RECOVERY AIDS - RANKED & RATED
CYCLING WEEKLY|August 18, 2022
Training gains take effect as we recover – a process that countless products claim to enhance. But which ones really work? Chris Sidwells analyses the evidence
Chris Sidwells
RECOVERY AIDS - RANKED & RATED

You don’t gain fitness instantly as you train but afterwards while you’re recovering. It doesn’t matter how hard you train, if you’re not recovering from your efforts Myou won’t be improving as much or as quickly as you could be. The basics of recovery are good-quality nutrition and plenty of sleep – if you’re eating well and sleeping well, you’re 90% of the way there. Even so, the sports sector is jam-packed with products purporting to boost recovery. They range from protein powers costing £1 a packet to massage machines costing thousands.

These products can be broadly divided into four categories: compression; cold therapy; neuromuscular aids; and nutrition. We’ve looked into the scientific basis on which each type of product is based, and our aim here is to assess whether they really provide recovery boosting effects.

Compression wear

The theory: Compression garments gently compress muscle tissue, which is said to improve blood flow and aid recovery by helping to clear out metabolic waste products left over from exercise.

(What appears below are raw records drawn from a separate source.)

//! Date/time utilities for docportal.

use chrono::{DateTime, Local, NaiveDateTime, Utc};

/// SQLite `datetime('now')` output format.
const SQLITE_FORMAT: &str = "%Y-%m-%d %H:%M:%S";

/// Parse a timestamp column value (stored as UTC).
///
/// Accepts both the SQLite `YYYY-MM-DD HH:MM:SS` format and RFC3339.
pub fn parse_db_datetime(datetime_str: &str) -> Option<DateTime<Utc>> {
    if let Ok(naive) = NaiveDateTime::parse_from_str(datetime_str, SQLITE_FORMAT) {
        return Some(naive.and_utc());
    }

    DateTime::parse_from_rfc3339(datetime_str)
        .ok()
        .map(|dt| dt.with_timezone(&Utc))
}

/// Format a stored UTC timestamp in the local timezone.
///
/// Returns the original string if parsing fails.
pub fn format_local(datetime_str: &str, format: &str) -> String {
    match parse_db_datetime(datetime_str) {
        Some(dt) => dt.with_timezone(&Local).format(format).to_string(),
        None => datetime_str.to_string(),
    }
}

/// Current time as milliseconds since the Unix epoch.
pub fn now_millis() -> i64 {
    Utc::now().timestamp_millis()
}
//! Administrator model and repository.

use sqlx::SqlitePool;

use crate::{PortalError, Result};

/// An administrator allowed to modify the folder tree.
#[derive(Debug, Clone, sqlx::FromRow)]
pub struct Admin {
    /// Unique administrator ID.
    pub id: i64,
    /// Login name (unique).
    pub login: String,
    /// Argon2 password hash.
    pub password: String,
    /// When the account was created.
    pub created_at: String,
}

/// Repository for administrator rows.
pub struct AdminRepository<'a> {
    pool: &'a SqlitePool,
}

impl<'a> AdminRepository<'a> {
    /// Create a new AdminRepository with the given database pool reference.
    pub fn new(pool: &'a SqlitePool) -> Self {
        Self { pool }
    }

    /// Insert an administrator. `password_hash` must already be hashed.
    pub async fn create(&self, login: &str, password_hash: &str) -> Result<Admin> {
        let result = sqlx::query("INSERT INTO admins (login, password) VALUES (?, ?)")
            .bind(login)
            .bind(password_hash)
            .execute(self.pool)
            .await
            .map_err(|e| PortalError::Store(e.to_string()))?;

        let id = result.last_insert_rowid();
        self.get_by_id(id)
            .await?
            .ok_or_else(|| PortalError::NotFound("admin".to_string()))
    }

    /// Get an administrator by ID.
    pub async fn get_by_id(&self, id: i64) -> Result<Option<Admin>> {
        let admin = sqlx::query_as::<_, Admin>(
            "SELECT id, login, password, created_at FROM admins WHERE id = ?",
        )
        .bind(id)
        .fetch_optional(self.pool)
        .await?;

        Ok(admin)
    }

    /// Get an administrator by exact login.
    pub async fn get_by_login(&self, login: &str) -> Result<Option<Admin>> {
        let admin = sqlx::query_as::<_, Admin>(
            "SELECT id, login, password, created_at FROM admins WHERE login = ?",
        )
        .bind(login)
        .fetch_optional(self.pool)
        .await?;

        Ok(admin)
    }

    /// Count administrators.
    pub async fn count(&self) -> Result<i64> {
        let count: i64 = sqlx::query_scalar("SELECT COUNT(*) FROM admins")
            .fetch_one(self.pool)
            .await?;
        Ok(count)
    }
}
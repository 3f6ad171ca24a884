//! Database schema and migrations for docportal.
//!
//! Migrations are applied in order when the database is opened. The
//! schema_version table records which ones have run.

/// Database migrations.
pub const MIGRATIONS: &[&str] = &[
    // v1: administrators, folders, files
    r#"
CREATE TABLE admins (
    id          INTEGER PRIMARY KEY AUTOINCREMENT,
    login       TEXT NOT NULL UNIQUE,
    password    TEXT NOT NULL,           -- Argon2 hash
    created_at  TEXT NOT NULL DEFAULT (datetime('now'))
);

CREATE TABLE folders (
    id          INTEGER PRIMARY KEY AUTOINCREMENT,
    name        TEXT NOT NULL,
    parent_id   INTEGER REFERENCES folders(id) ON DELETE CASCADE,  -- NULL for root folders
    created_at  TEXT NOT NULL DEFAULT (datetime('now'))
);

CREATE INDEX idx_folders_parent_id ON folders(parent_id);

CREATE TABLE files (
    id            INTEGER PRIMARY KEY AUTOINCREMENT,
    folder_id     INTEGER NOT NULL REFERENCES folders(id) ON DELETE CASCADE,
    filename      TEXT NOT NULL,         -- original name, display only
    storage_path  TEXT NOT NULL,         -- path inside the managed storage area
    uploaded_at   TEXT NOT NULL DEFAULT (datetime('now'))
);

CREATE INDEX idx_files_folder_id ON files(folder_id);
"#,
];
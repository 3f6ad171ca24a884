//! Administrator authentication for docportal.

mod password;

pub use password::{
    hash_password, validate_password, verify_password, PasswordError, MAX_PASSWORD_LENGTH,
    MIN_PASSWORD_LENGTH,
};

The evidence: Although some studies indicate improved performance after wearing compression kit (measured by increased time to exhaustion in a ramp test) and improved blood lactate clearance, there is very little peer-reviewed scientific evidence proving beyond doubt that compression garments aid recovery.

Most of the studies conducted so far have found either no effect or a slight recovery boost from compression clothing. The one exception was a study that found a significant link between compression wear and reduced muscle soreness after plyometric box jumping (note, that’s an activity with little in common with cycling).